This year marks the 20th anniversary of the enactment of the eGov Act, and I was recently asked in an interview what I felt had changed the most in the federal technology market and what had stayed the same. It was an interesting conversation, and so I’d like to share my thoughts with you.
Changing times, evolving technology
In 2002 your work revolved around your office building and your desk. Most everyone in government was tied to their office because of the technology at the time — desktop computers and desk phones.
Now think back to when you got your first Blackberry. I think it was 2004/5 for me. All of a sudden you could access your email on the go and connect to your headset wirelessly through Bluetooth.
Then of course the iPhone came in 2007 and has since changed everything. So, while I still have a desk at GSA’s central office, I haven’t had a desk phone in almost a decade or a desktop computer in two decades — today, I work from a laptop and a mobile phone.
In terms of the federal technology market, we are once again seeing two big technological trends that are radically transforming how we all operate: the shift to telework and cloud adoption.
Cloud adoption and telework
The pandemic hammered home the value of flexibility and collaboration. GSA invested in an efficient mobile workforce long before COVID hit, and that investment paid off. Our teams adapted quickly to full-time telework, enabling us to rapidly turn around and help other agencies do the same.
Part of the reason we were able to move so quickly was because we had embraced cloud computing early by investing in modern network architecture using GSA’s Networx contract.
That’s the second driver of modern government, the flexibilities afforded by the wide-scale adoption of commercial cloud services, which link the physical world to our virtual environments.
Think about the interview that inspired this blog post and how that content reaches its government audience. Twenty years ago, we’d record the interview, and the audio would play on a regional radio station. That’s the only way the audience would experience it.

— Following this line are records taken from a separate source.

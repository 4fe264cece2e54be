//! Blood and oil decals left by wounded bots.
use tracing::debug;

use crate::ai::TickContext;
use crate::env::DroidSpec;
use crate::error::inform_developers;
use crate::geometry::Point;
use crate::state::Bot;

/// Drops one decal a unit away from the bot in a random direction.
///
/// Humans bleed, machines leak oil. Nothing is placed inside a solid
/// rectangle or outside the level.
pub fn spray_blood(ctx: &mut TickContext<'_>, bot: &Bot, spec: &DroidSpec) {
    let config = ctx.config;
    let decals = if spec.is_human {
        &config.blood_decals
    } else {
        &config.oil_decals
    };
    if decals.is_empty() {
        return;
    }

    let angle = ctx.rng.random_int(360) as f32;
    let spot = bot.pos.point() + Point::new(1.0, 0.0).rotated(angle);
    let kind = decals[ctx.rng.random_int(decals.len() as u32 - 1) as usize];

    let z = bot.pos.z;
    if ctx.map().point_blocked(spot, z, None) {
        return;
    }
    let obstacles = ctx.oracles.obstacles;
    let Some(level) = ctx.ship.level_mut(z) else {
        return;
    };
    if !level.contains(spot) {
        return;
    }
    match level.add_obstacle(obstacles, kind, spot) {
        Ok(index) => debug!(bot = %bot.id, index, "decal sprayed"),
        Err(err) => inform_developers("decals", &err.to_string()),
    }
}

#[cfg(test)]
mod tests {
    use super::*;
    use crate::ai::testing::{Fixture, GUNNER, brawler, gunner};
    use crate::env::{ObstacleSpec, SequenceRng};
    use crate::geometry::LevelId;

    fn decal_fixture() -> Fixture {
        let mut fx = Fixture::new();
        let blood = fx.obstacles.push(ObstacleSpec {
            name: "blood".into(),
            ..ObstacleSpec::default()
        });
        let oil = fx.obstacles.push(ObstacleSpec {
            name: "oil".into(),
            ..ObstacleSpec::default()
        });
        fx.config = fx.config.clone().with_decals(vec![blood], vec![oil]);
        fx
    }

    fn obstacle_count(fx: &Fixture) -> usize {
        fx.ship.level(LevelId(0)).unwrap().obstacles().len()
    }

    #[test]
    fn machines_leak_oil_next_to_themselves() {
        let mut fx = decal_fixture();
        let id = fx.spawn_at(GUNNER, 5.0, 5.0);
        let spec = gunner();
        fx.with_bot(id, 0.1, |ctx, bot| spray_blood(ctx, bot, &spec));

        let level = fx.ship.level(LevelId(0)).unwrap();
        let decal = level.obstacles().last().unwrap();
        assert_eq!(decal.kind, fx.config.oil_decals[0]);
        assert!((decal.pos.distance(Point::new(5.0, 5.0)) - 1.0).abs() < 1e-4);
    }

    #[test]
    fn no_decal_inside_walls() {
        let mut fx = decal_fixture();
        // rotation 0 puts the spot at (6, 5)
        fx.block(6.0, 5.0);
        let id = fx.spawn_at(GUNNER, 5.0, 5.0);
        let before = obstacle_count(&fx);
        let spec = brawler();
        fx.rng = SequenceRng::constant(0);
        fx.with_bot(id, 0.1, |ctx, bot| spray_blood(ctx, bot, &spec));
        assert_eq!(obstacle_count(&fx), before);
    }
}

Now, you can use a desktop, laptop, tablet, or mobile phone, (or a landline) not just to listen, but to participate. You can chat or post a question, and get a response in real-time. We have captioners (or AI/bots) who listen, transcribe, and produce a running transcript, and even video interpreters who can translate the conversation into American Sign Language.
The cloud-based software-as-a-service we use takes all these inputs and outputs raw data, which is stored and accessed securely within a FedRAMP-authorized environment. All that data is logged and analyzed in real-time while a host of systems operate in the background to defend against malicious actors.

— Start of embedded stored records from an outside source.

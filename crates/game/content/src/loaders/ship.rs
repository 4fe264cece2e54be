//! Ship layout and bot placement loader.
//!
//! Obstacles and droids are referenced by name and resolved against the
//! already loaded tables, so a ship file never depends on table order.

use std::path::Path;

use droid_core::{
    Bot, BotFlags, DroidSpecTable, DroidType, Faction, Gps, JumpTargets, Level, LevelId,
    ObstacleSpecTable, Point, Ship, Waypoint,
};
use serde::{Deserialize, Serialize};

use crate::loaders::{LoadResult, read_file};

#[derive(Debug, Clone, Default, Serialize, Deserialize)]
#[serde(default)]
struct JumpRon {
    north: Option<u16>,
    south: Option<u16>,
    east: Option<u16>,
    west: Option<u16>,
}

impl From<JumpRon> for JumpTargets {
    fn from(jump: JumpRon) -> Self {
        JumpTargets {
            north: jump.north.map(LevelId),
            south: jump.south.map(LevelId),
            east: jump.east.map(LevelId),
            west: jump.west.map(LevelId),
        }
    }
}

#[derive(Debug, Clone, Serialize, Deserialize)]
struct ObstacleRon {
    kind: String,
    x: f32,
    y: f32,
}

#[derive(Debug, Clone, Serialize, Deserialize)]
struct WaypointRon {
    x: i32,
    y: i32,
    #[serde(default)]
    connections: Vec<usize>,
    #[serde(default)]
    suppress_random_spawn: bool,
}

#[derive(Debug, Clone, Serialize, Deserialize)]
struct LevelRon {
    xlen: i32,
    ylen: i32,
    #[serde(default)]
    jump: JumpRon,
    #[serde(default)]
    obstacles: Vec<ObstacleRon>,
    #[serde(default)]
    waypoints: Vec<WaypointRon>,
}

/// A bot as written in a ship file.
#[derive(Debug, Clone, Serialize, Deserialize)]
pub struct BotPlacement {
    pub droid: String,
    pub level: u16,
    pub x: f32,
    pub y: f32,
    #[serde(default)]
    pub faction: Faction,
    #[serde(default)]
    pub flags: BotFlags,
    #[serde(default)]
    pub marker: i32,
    /// Home waypoint index on the bot's level.
    #[serde(default)]
    pub home: Option<usize>,
    #[serde(default)]
    pub max_distance_to_home: f32,
    #[serde(default)]
    pub on_death_drop: Option<u32>,
    #[serde(default)]
    pub dialog_section: String,
}

#[derive(Debug, Clone, Serialize, Deserialize)]
struct ShipRon {
    levels: Vec<LevelRon>,
    #[serde(default)]
    bots: Vec<BotPlacement>,
}

/// A loaded ship plus the bots to spawn on it.
pub struct ShipContent {
    pub ship: Ship,
    /// Unspawned bots; ids, energy and ammo are assigned when spawned.
    pub bots: Vec<Bot>,
}

/// Loader for ship layouts from RON files.
pub struct ShipLoader;

impl ShipLoader {
    pub fn load(
        path: &Path,
        obstacles: &ObstacleSpecTable,
        droids: &DroidSpecTable,
    ) -> LoadResult<ShipContent> {
        let content = read_file(path)?;
        Self::parse(&content, obstacles, droids)
    }

    pub fn parse(
        content: &str,
        obstacles: &ObstacleSpecTable,
        droids: &DroidSpecTable,
    ) -> LoadResult<ShipContent> {
        let data: ShipRon = ron::from_str(content)
            .map_err(|e| anyhow::anyhow!("Failed to parse ship RON: {}", e))?;

        let mut levels = Vec::with_capacity(data.levels.len());
        for (index, level) in data.levels.into_iter().enumerate() {
            levels.push(build_level(LevelId(index as u16), level, obstacles)?);
        }
        let ship = Ship::new(levels).map_err(|e| anyhow::anyhow!("Invalid ship layout: {}", e))?;

        let bots = data
            .bots
            .into_iter()
            .map(|placement| build_bot(&ship, placement, droids))
            .collect::<LoadResult<Vec<_>>>()?;
        Ok(ShipContent { ship, bots })
    }
}

fn build_level(id: LevelId, data: LevelRon, obstacles: &ObstacleSpecTable) -> LoadResult<Level> {
    if data.xlen <= 0 || data.ylen <= 0 {
        anyhow::bail!("level {} has non-positive size {}x{}", id, data.xlen, data.ylen);
    }
    let mut level = Level::new(id, data.xlen, data.ylen).with_jump_targets(data.jump.into());

    for obstacle in data.obstacles {
        let kind = obstacles
            .find(&obstacle.kind)
            .ok_or_else(|| anyhow::anyhow!("level {}: unknown obstacle '{}'", id, obstacle.kind))?;
        level
            .add_obstacle(obstacles, kind, Point::new(obstacle.x, obstacle.y))
            .map_err(|e| anyhow::anyhow!("level {}: {}", id, e))?;
    }

    let count = data.waypoints.len();
    for (index, waypoint) in data.waypoints.into_iter().enumerate() {
        if let Some(&bad) = waypoint.connections.iter().find(|&&c| c >= count) {
            anyhow::bail!("level {}: waypoint {} connects to missing waypoint {}", id, index, bad);
        }
        level.add_waypoint(Waypoint {
            x: waypoint.x,
            y: waypoint.y,
            connections: waypoint.connections,
            suppress_random_spawn: waypoint.suppress_random_spawn,
        });
    }
    Ok(level)
}

fn build_bot(ship: &Ship, placement: BotPlacement, droids: &DroidSpecTable) -> LoadResult<Bot> {
    let kind: DroidType = droids
        .find(&placement.droid)
        .ok_or_else(|| anyhow::anyhow!("unknown droid '{}'", placement.droid))?;
    let z = LevelId(placement.level);
    let level = ship
        .level(z)
        .ok_or_else(|| anyhow::anyhow!("droid '{}' placed on missing level {}", placement.droid, z))?;
    let pos = Point::new(placement.x, placement.y);
    if !level.contains(pos) {
        anyhow::bail!("droid '{}' placed outside level {}", placement.droid, z);
    }

    let mut bot = Bot::new(kind, Gps::new(pos.x, pos.y, z))
        .with_faction(placement.faction)
        .with_flags(placement.flags)
        .with_marker(placement.marker);
    if let Some(home) = placement.home {
        if level.waypoint(home).is_none() {
            anyhow::bail!("droid '{}' has missing home waypoint {}", placement.droid, home);
        }
        bot = bot.with_home(home, placement.max_distance_to_home);
    }
    bot.on_death_drop = placement.on_death_drop;
    bot.dialog_section = placement.dialog_section;
    tracing::debug!(droid = %placement.droid, level = %z, "bot placement loaded");
    Ok(bot)
}
use crate::ai::TickContext;
use crate::colldet::update_virtual_position;
use crate::config::SimConfig;
use crate::env::DroidSpec;
use crate::events::SimEvent;
use crate::geometry::Gps;
use crate::state::{Bot, BotFlags, CombatState};

use super::{StateHandler, Transition};

/// Runs up to the player and asks for a chat once close enough.
pub struct RushTux;

impl StateHandler for RushTux {
    fn run(&self, ctx: &mut TickContext<'_>, bot: &mut Bot, _spec: &DroidSpec) -> Transition {
        let here = bot.pos.point();
        let Some(player) = ctx.player_in(bot.pos.z).map(Gps::point) else {
            return Transition::to(CombatState::SelectNewWaypoint).moving_to(here);
        };
        if here.distance(player) < SimConfig::RUSH_TALK_DISTANCE {
            ctx.emit(SimEvent::ChatRequested { bot: bot.id });
            bot.flags.remove(BotFlags::WILL_RUSH_TUX);
            return Transition::to(CombatState::SelectNewWaypoint).moving_to(here);
        }
        Transition::to(CombatState::RushTuxAndOpenTalk).moving_to(player)
    }
}

/// Trails the player along its recorded path, a few frames behind.
pub struct FollowTux;

impl StateHandler for FollowTux {
    fn run(&self, ctx: &mut TickContext<'_>, bot: &mut Bot, _spec: &DroidSpec) -> Transition {
        let here = bot.pos.point();
        if !bot.flags.contains(BotFlags::FOLLOW_TUX) {
            return Transition::to(CombatState::SelectNewWaypoint).moving_to(here);
        }
        let stay = Transition::to(CombatState::FollowTux);
        let z = bot.pos.z;
        let Some(player) = ctx.player_in(z).map(Gps::point) else {
            return stay.moving_to(here);
        };
        if here.distance(player) < ctx.config.follow_stop_distance {
            return stay.moving_to(here);
        }
        let trail = ctx.player.delayed_position(ctx.config.follow_delay_frames);
        let spot = update_virtual_position(&*ctx.ship, trail, z).map_or(player, Gps::point);
        stay.moving_to(spot)
    }
}

#[cfg(test)]
mod tests {
    use super::*;
    use crate::ai::testing::{Fixture, GUNNER, Z, gunner};
    use crate::geometry::Point;

    #[test]
    fn rush_ends_in_a_chat() {
        let mut fx = Fixture::new();
        fx.player.pos = Gps::new(10.0, 5.0, Z);
        let id = fx.spawn(Bot::new(GUNNER, Gps::new(7.0, 5.0, Z)).with_flags(BotFlags::WILL_RUSH_TUX));
        let spec = gunner();

        let t = fx.with_bot(id, 0.1, |ctx, bot| RushTux.run(ctx, bot, &spec));
        assert_eq!(t.next, CombatState::RushTuxAndOpenTalk);
        assert_eq!(t.move_target, Some(Point::new(10.0, 5.0)));

        fx.bots.get_mut(id).unwrap().pos = Gps::new(9.5, 5.0, Z);
        let t = fx.with_bot(id, 0.1, |ctx, bot| RushTux.run(ctx, bot, &spec));
        assert_eq!(t.next, CombatState::SelectNewWaypoint);
        assert!(!fx.bot(id).flags.contains(BotFlags::WILL_RUSH_TUX));
        assert_eq!(fx.events, vec![SimEvent::ChatRequested { bot: id }]);
    }

    #[test]
    fn follower_lags_behind_the_player() {
        let mut fx = Fixture::new();
        for x in 0..12 {
            fx.player.pos = Gps::new(2.0 + x as f32, 5.0, Z);
            fx.player.record_position(fx.config.player_history_len);
        }
        let id = fx.spawn(Bot::new(GUNNER, Gps::new(2.0, 8.0, Z)).with_flags(BotFlags::FOLLOW_TUX));
        let spec = gunner();
        let t = fx.with_bot(id, 0.1, |ctx, bot| FollowTux.run(ctx, bot, &spec));
        // eight frames behind x = 13
        assert_eq!(t.move_target, Some(Point::new(5.0, 5.0)));

        fx.bots.get_mut(id).unwrap().pos = Gps::new(13.0, 5.5, Z);
        let t = fx.with_bot(id, 0.1, |ctx, bot| FollowTux.run(ctx, bot, &spec));
        assert_eq!(t.move_target, Some(Point::new(13.0, 5.5)));
    }

    #[test]
    fn cleared_follow_flag_resumes_patrol() {
        let mut fx = Fixture::new();
        let id = fx.spawn_at(GUNNER, 5.0, 5.0);
        let spec = gunner();
        let t = fx.with_bot(id, 0.1, |ctx, bot| FollowTux.run(ctx, bot, &spec));
        assert_eq!(t.next, CombatState::SelectNewWaypoint);
    }
}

Finally, it all gets encrypted and exits the platform, travels through the open Internet, and crosses the threshold back into a given federal network through Trusted Internet Connections. There are many types of “federal networks” ranging from a wired wide area network at an agency’s headquarters to someone’s home Wi-Fi, accessed through a Virtual Private Network and managed by a trusted vendor.
You may still catch that interview on the radio, but you can also experience it anytime from any device.

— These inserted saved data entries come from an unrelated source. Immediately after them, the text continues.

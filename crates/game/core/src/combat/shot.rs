//! Bots firing their weapons.
use tracing::{debug, warn};

use crate::ai::TickContext;
use crate::ai::animation::start_attack;
use crate::ai::targeting::resolve_target;
use crate::colldet::update_virtual_position;
use crate::config::SimConfig;
use crate::env::DroidSpec;
use crate::events::{SimEvent, SoundKind};
use crate::geometry::{Point, normalize_towards};
use crate::state::{AttackTarget, Bot, BotHandle};

use super::hit::{Hit, apply_hit};

/// Fires one shot from `bot` at `target`, given in the bot's level frame.
///
/// Ranged weapons emit a bullet; melee weapons strike the target directly.
/// Either way one round is spent and the weapon cools down.
pub fn fire_shot(ctx: &mut TickContext<'_>, bot: &mut Bot, spec: &DroidSpec, target: Point) {
    let weapon = &spec.weapon;
    let aim = target - bot.pos.point();
    let damage = weapon.base_damage + ctx.rng.random_int(weapon.damage_modifier);

    if weapon.melee {
        match bot.target {
            AttackTarget::Player => ctx.emit(SimEvent::MeleeOnPlayer {
                attacker: bot.id,
                damage,
                to_hit: SimConfig::MELEE_TO_HIT_PER_LEVEL * spec.monster_level,
            }),
            AttackTarget::Bot(handle) => melee_on_bot(ctx, bot, spec, handle, damage),
            AttackTarget::None => return,
        }
    } else {
        let dir = normalize_towards(Point::ORIGIN, aim).unwrap_or(Point::new(0.0, 1.0));
        let start = bot.pos.point() + dir * SimConfig::BULLET_START_OFFSET;
        ctx.emit(SimEvent::BulletFired {
            shooter: bot.id,
            bullet_kind: weapon.bullet_kind,
            pos: bot.pos.with_point(start),
            velocity: (dir * weapon.bullet_speed).rotated(weapon.start_angle_modifier),
            damage,
            lifetime: weapon.bullet_lifetime,
            to_hit: spec.to_hit,
        });
    }

    bot.ammo_left = bot.ammo_left.saturating_sub(1);
    if bot.ammo_left > 0 {
        bot.firewait += weapon.recharge_time;
    } else {
        bot.ammo_left = weapon.clip_size;
        bot.firewait = bot.firewait.max(weapon.reload_time);
    }
    bot.firewait = bot.firewait.max(weapon.recharge_time);

    if start_attack(bot, &spec.animation) {
        bot.current_angle = 90.0 - aim.y.atan2(aim.x).to_degrees();
    }
    ctx.emit(SimEvent::Sound {
        kind: SoundKind::Fire,
        droid: bot.kind,
    });
}

/// Resolves a melee strike against another bot on the spot.
fn melee_on_bot(
    ctx: &mut TickContext<'_>,
    attacker: &Bot,
    spec: &DroidSpec,
    handle: BotHandle,
    damage: u32,
) {
    let Some((victim_id, victim_pos)) = resolve_target(&*ctx.bots, handle).map(|v| (v.id, v.pos))
    else {
        return;
    };
    let in_reach = update_virtual_position(&*ctx.ship, victim_pos, attacker.pos.z)
        .is_some_and(|pos| pos.point().sq_distance(attacker.pos.point()) <= SimConfig::SQUARED_MELEE_MAX_DIST);
    let to_hit = SimConfig::MELEE_TO_HIT_PER_LEVEL * spec.monster_level;
    if !in_reach || ctx.rng.random_int(99) >= to_hit {
        debug!(attacker = %attacker.id, victim = %victim_id, "melee missed");
        return;
    }

    let Some(mut victim) = ctx.bots.take(victim_id) else {
        return;
    };
    match ctx.oracles.droid(victim.kind) {
        Ok(victim_spec) => {
            apply_hit(ctx, &mut victim, victim_spec, Hit::by_bot(damage as f32, attacker.kind));
        }
        Err(err) => warn!(victim = %victim_id, %err, "melee victim has no droid type"),
    }
    if let Err(err) = ctx.bots.restore(victim) {
        warn!(%err, "melee victim vanished");
    }
}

Every one of these services must be procured correctly, and that’s what GSA’s contracts ultimately provide.
Shared services — effective and efficient
When done right, a complex resource like what I described above isn’t limited to one department, rather it’s a service that becomes easily available to every employee of the agency — a shared service.
The benefits of such an acquisition are enjoyed across the entire enterprise, and that might be the most exciting change — that government agencies are starting to plan and buy IT more as a single enterprise than a loose collection of disparate parts.
This is federal category management in action. Internally, we’ve restructured our program units to better support enterprise offerings like managed services.
What once was called our office of Telecommunications Services is now Enterprise Technology Solutions because customers increasingly want secure, simple, and flexible capabilities that run on top of traditional networks.
Shared services have both stayed the same and evolved. I have two of the original e-Gov services in my portfolio with USAccess and the Federal Public Key Infrastructure program. Agencies still rely on these offerings every day, and they go a long way to reducing duplication of effort.
GSA, here to help
Of course that’s only the first part of the question. What hasn’t changed is the hard work and dedication of public servants and industry partners working hand in hand to ensure each agency fulfills its mission.